EXERCISE DETAILS :: Each line that includes the word "struct" should be copied from the records.

GIVEN DATA ::
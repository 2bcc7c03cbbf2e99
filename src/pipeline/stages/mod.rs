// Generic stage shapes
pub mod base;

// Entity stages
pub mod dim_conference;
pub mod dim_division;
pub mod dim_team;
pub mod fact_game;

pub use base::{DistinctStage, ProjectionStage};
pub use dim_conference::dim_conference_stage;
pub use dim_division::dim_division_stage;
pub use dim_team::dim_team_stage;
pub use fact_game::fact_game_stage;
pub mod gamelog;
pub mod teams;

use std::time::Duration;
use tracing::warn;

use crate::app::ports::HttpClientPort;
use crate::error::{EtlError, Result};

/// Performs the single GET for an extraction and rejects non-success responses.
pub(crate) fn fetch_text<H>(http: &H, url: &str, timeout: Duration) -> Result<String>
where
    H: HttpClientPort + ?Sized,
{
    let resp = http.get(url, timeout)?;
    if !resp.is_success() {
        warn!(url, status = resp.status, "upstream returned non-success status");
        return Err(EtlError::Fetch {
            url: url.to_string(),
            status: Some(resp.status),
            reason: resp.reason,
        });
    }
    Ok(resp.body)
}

* * *

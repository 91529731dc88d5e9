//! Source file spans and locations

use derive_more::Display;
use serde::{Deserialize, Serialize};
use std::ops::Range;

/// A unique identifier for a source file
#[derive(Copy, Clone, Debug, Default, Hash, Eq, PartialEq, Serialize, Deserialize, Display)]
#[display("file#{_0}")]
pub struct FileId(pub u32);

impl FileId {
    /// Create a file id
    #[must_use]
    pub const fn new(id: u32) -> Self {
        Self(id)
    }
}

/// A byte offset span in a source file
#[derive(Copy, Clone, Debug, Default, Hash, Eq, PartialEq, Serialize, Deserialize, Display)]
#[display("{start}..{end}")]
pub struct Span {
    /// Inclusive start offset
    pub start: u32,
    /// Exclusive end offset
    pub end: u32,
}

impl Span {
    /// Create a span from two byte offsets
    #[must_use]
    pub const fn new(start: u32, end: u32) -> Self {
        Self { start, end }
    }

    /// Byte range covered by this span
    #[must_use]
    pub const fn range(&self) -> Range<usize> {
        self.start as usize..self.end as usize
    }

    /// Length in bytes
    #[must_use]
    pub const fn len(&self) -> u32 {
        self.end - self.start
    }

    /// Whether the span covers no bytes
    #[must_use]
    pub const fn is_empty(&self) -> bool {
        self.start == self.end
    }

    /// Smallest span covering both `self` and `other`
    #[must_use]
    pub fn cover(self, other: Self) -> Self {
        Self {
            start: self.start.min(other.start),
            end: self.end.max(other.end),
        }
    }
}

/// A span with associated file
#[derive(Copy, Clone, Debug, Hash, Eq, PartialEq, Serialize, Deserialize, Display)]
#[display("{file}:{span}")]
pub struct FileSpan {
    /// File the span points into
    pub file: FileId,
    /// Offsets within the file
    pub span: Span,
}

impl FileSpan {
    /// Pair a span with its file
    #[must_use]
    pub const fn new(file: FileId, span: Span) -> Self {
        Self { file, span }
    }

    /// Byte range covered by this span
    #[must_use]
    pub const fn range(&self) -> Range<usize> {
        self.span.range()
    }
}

ANSWER TO THIS PROBLEM ::
pub struct FileId(pub u32);
pub struct Span {
pub struct FileSpan {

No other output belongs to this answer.